One of the questions is a Thomasine formulation of both synoptic and Johannine tradition (see Davies: 60):

When will the rest for the dead take place, and when will the new world come? (51:1; cf. Luke 17:20)

Then there are questions with fully Thomasine content:

But when you become two, what will you do? (11:1)
What did Jesus say to you? (13:7)
What are your disciples like? (21:1)
When will they come and take what is theirs? (88:2)

Questions asking for specific information, then, have a topical relation to all of the canonical gospels. But here one notices a special phenomenon: fifty percent of the questions asking for specific information (eight) are fully Thomasine in formulation and orientation. One of the characteristics of Thomas tradition, then, is that it has generated a substantive number of questions asking for specific information in a manner that is not featured in the canonical gospels.

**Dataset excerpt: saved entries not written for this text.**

//! Repository Traits
//!
//! Persistence interfaces; the PostgreSQL implementation is in `infra`.
//! Single-use secrets are consumed atomically by the repository so a token
//! can never be redeemed twice under concurrency.

use chrono::{DateTime, Utc};
use uuid::Uuid;

use crate::domain::entity::{
    action_token::{ActionPurpose, ActionToken},
    auth::Auth,
    auth_session::AuthSession,
    delete_request::DeleteRequest,
    mfa_bootstrap_token::MfaBootstrapToken,
    user::User,
};
use crate::domain::value_object::{email::Email, public_id::PublicId, user_id::UserId};
use crate::error::AuthResult;

#[trait_variant::make(UserRepository: Send)]
pub trait LocalUserRepository {
    async fn create_user(&self, user: &User) -> AuthResult<()>;

    async fn find_user_by_id(&self, user_id: &UserId) -> AuthResult<Option<User>>;

    async fn find_user_by_public_id(&self, public_id: &PublicId) -> AuthResult<Option<User>>;

    async fn find_user_by_email(&self, email: &Email) -> AuthResult<Option<User>>;

    async fn email_exists(&self, email: &Email) -> AuthResult<bool>;

    async fn update_user(&self, user: &User) -> AuthResult<()>;

    /// Remove users whose deletion date has passed, with everything they own
    async fn purge_deleted_users(&self, now: DateTime<Utc>) -> AuthResult<u64>;
}

#[trait_variant::make(AuthRepository: Send)]
pub trait LocalAuthRepository {
    async fn create_auth(&self, auth: &Auth) -> AuthResult<()>;

    async fn find_auth(&self, user_id: &UserId) -> AuthResult<Option<Auth>>;

    /// Password hash and TOTP state; the failure counter is left alone
    async fn update_auth(&self, auth: &Auth) -> AuthResult<()>;

    /// Count one failed attempt in a single write and return the result,
    /// so parallel guesses cannot overwrite each other's count
    async fn record_login_failure(
        &self,
        user_id: &UserId,
        now: DateTime<Utc>,
    ) -> AuthResult<Option<Auth>>;

    async fn reset_login_failures(&self, user_id: &UserId, now: DateTime<Utc>) -> AuthResult<()>;
}

#[trait_variant::make(AuthSessionRepository: Send)]
pub trait LocalAuthSessionRepository {
    async fn create_session(&self, session: &AuthSession) -> AuthResult<()>;

    /// Session by id, only when the fingerprint matches
    async fn find_session(
        &self,
        session_id: Uuid,
        fingerprint_hash: &[u8],
    ) -> AuthResult<Option<AuthSession>>;

    async fn update_session(&self, session: &AuthSession) -> AuthResult<()>;

    async fn delete_session(&self, session_id: Uuid) -> AuthResult<()>;

    /// Every session of the user, optionally sparing one
    async fn delete_sessions_for_user(
        &self,
        user_id: &UserId,
        except: Option<Uuid>,
    ) -> AuthResult<u64>;

    async fn cleanup_expired_sessions(&self, now: DateTime<Utc>) -> AuthResult<u64>;
}

#[trait_variant::make(MfaTokenRepository: Send)]
pub trait LocalMfaTokenRepository {
    async fn create_mfa_token(&self, token: &MfaBootstrapToken) -> AuthResult<()>;

    /// Most recently issued token of the user, used or not
    async fn latest_mfa_token(&self, user_id: &UserId) -> AuthResult<Option<MfaBootstrapToken>>;

    /// Delete the user's unused tokens
    async fn revoke_mfa_tokens(&self, user_id: &UserId) -> AuthResult<u64>;

    /// Mark the token with this secret hash used, if usable at `now`
    async fn consume_mfa_token(
        &self,
        secret_hash: &[u8],
        now: DateTime<Utc>,
    ) -> AuthResult<Option<MfaBootstrapToken>>;

    async fn cleanup_expired_mfa_tokens(&self, now: DateTime<Utc>) -> AuthResult<u64>;
}

#[trait_variant::make(DeleteRequestRepository: Send)]
pub trait LocalDeleteRequestRepository {
    /// Insert or replace the user's request
    async fn save_delete_request(&self, request: &DeleteRequest) -> AuthResult<()>;

    async fn find_delete_request(&self, user_id: &UserId) -> AuthResult<Option<DeleteRequest>>;

    /// Increment the attempt count of a live request; the new count, or
    /// `None` once the request is gone or expired
    async fn record_delete_attempt(
        &self,
        request_id: Uuid,
        now: DateTime<Utc>,
    ) -> AuthResult<Option<i16>>;

    /// Store the delete token if the request is live and has attempts left
    async fn mark_delete_verified(
        &self,
        request_id: Uuid,
        delete_token_hash: &[u8],
        now: DateTime<Utc>,
    ) -> AuthResult<bool>;

    async fn remove_delete_request(&self, user_id: &UserId) -> AuthResult<()>;

    /// Remove this request only, leaving any newer one in place
    async fn discard_delete_request(&self, request_id: Uuid) -> AuthResult<()>;

    async fn cleanup_expired_delete_requests(&self, now: DateTime<Utc>) -> AuthResult<u64>;
}

#[trait_variant::make(ActionTokenRepository: Send)]
pub trait LocalActionTokenRepository {
    async fn create_action_token(&self, token: &ActionToken) -> AuthResult<()>;

    /// Delete the user's unused tokens for `purpose`
    async fn revoke_action_tokens(&self, user_id: &UserId, purpose: ActionPurpose)
    -> AuthResult<u64>;

    async fn consume_action_token(
        &self,
        purpose: ActionPurpose,
        secret_hash: &[u8],
        now: DateTime<Utc>,
    ) -> AuthResult<Option<ActionToken>>;

    async fn cleanup_expired_action_tokens(&self, now: DateTime<Utc>) -> AuthResult<u64>;
}

/// Everything the auth service persists, implemented by one store
pub trait AuthStore:
    UserRepository
    + AuthRepository
    + AuthSessionRepository
    + MfaTokenRepository
    + DeleteRequestRepository
    + ActionTokenRepository
    + Clone
    + Send
    + Sync
    + 'static
{
}

impl<T> AuthStore for T where
    T: UserRepository
        + AuthRepository
        + AuthSessionRepository
        + MfaTokenRepository
        + DeleteRequestRepository
        + ActionTokenRepository
        + Clone
        + Send
        + Sync
        + 'static
{
}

Questions in the Gospel of Thomas and the Q Tradition

The section above shows that five rhetorical questions in three units of the Gos. Thom. have a close verbal relation to material in a Q context, while the relation of other questions is further removed from verbal replication. If one changes the investigation to analysis of Q tradition, analyzes all the questions in Q, and examines the relation of this Q material to the Gos. Thom., there is a remarkable result. There are twenty-two units in the context of Q tradition that contain questions. In this material, the disciples of Jesus never ask a question. Rather, Jesus himself asks questions either to disciples or to crowds; and, in addition, four units feature John the Baptist, the Baptist's disciples, a rich man, God, and a nobleman each asking one question (see Appendix 2). The questions Jesus asks in the context of Q tradition are rhetorical, rather than inquiries for information. A rhetorical question, as we recall, is simply a way of making an assertion. Thus, a rhetorical question may be stated in a declarative as well as interrogative form. Among Matthew, Luke, and Gos. Thom., then, one or two may have a performance of the tradition in an interrogative form, or one or two may have a performance in a declarative form.

The remarkable result is that the Gos. Thom. contains some or most of the content of twelve of the eighteen Q-context units that have questions in them. In other words, sixty-six percent of Q-context tradition containing questions Jesus asks either disciples or crowds is present in full or partial form in the Gos. Thom. (for the full text of all the parallels, see Appendix 2).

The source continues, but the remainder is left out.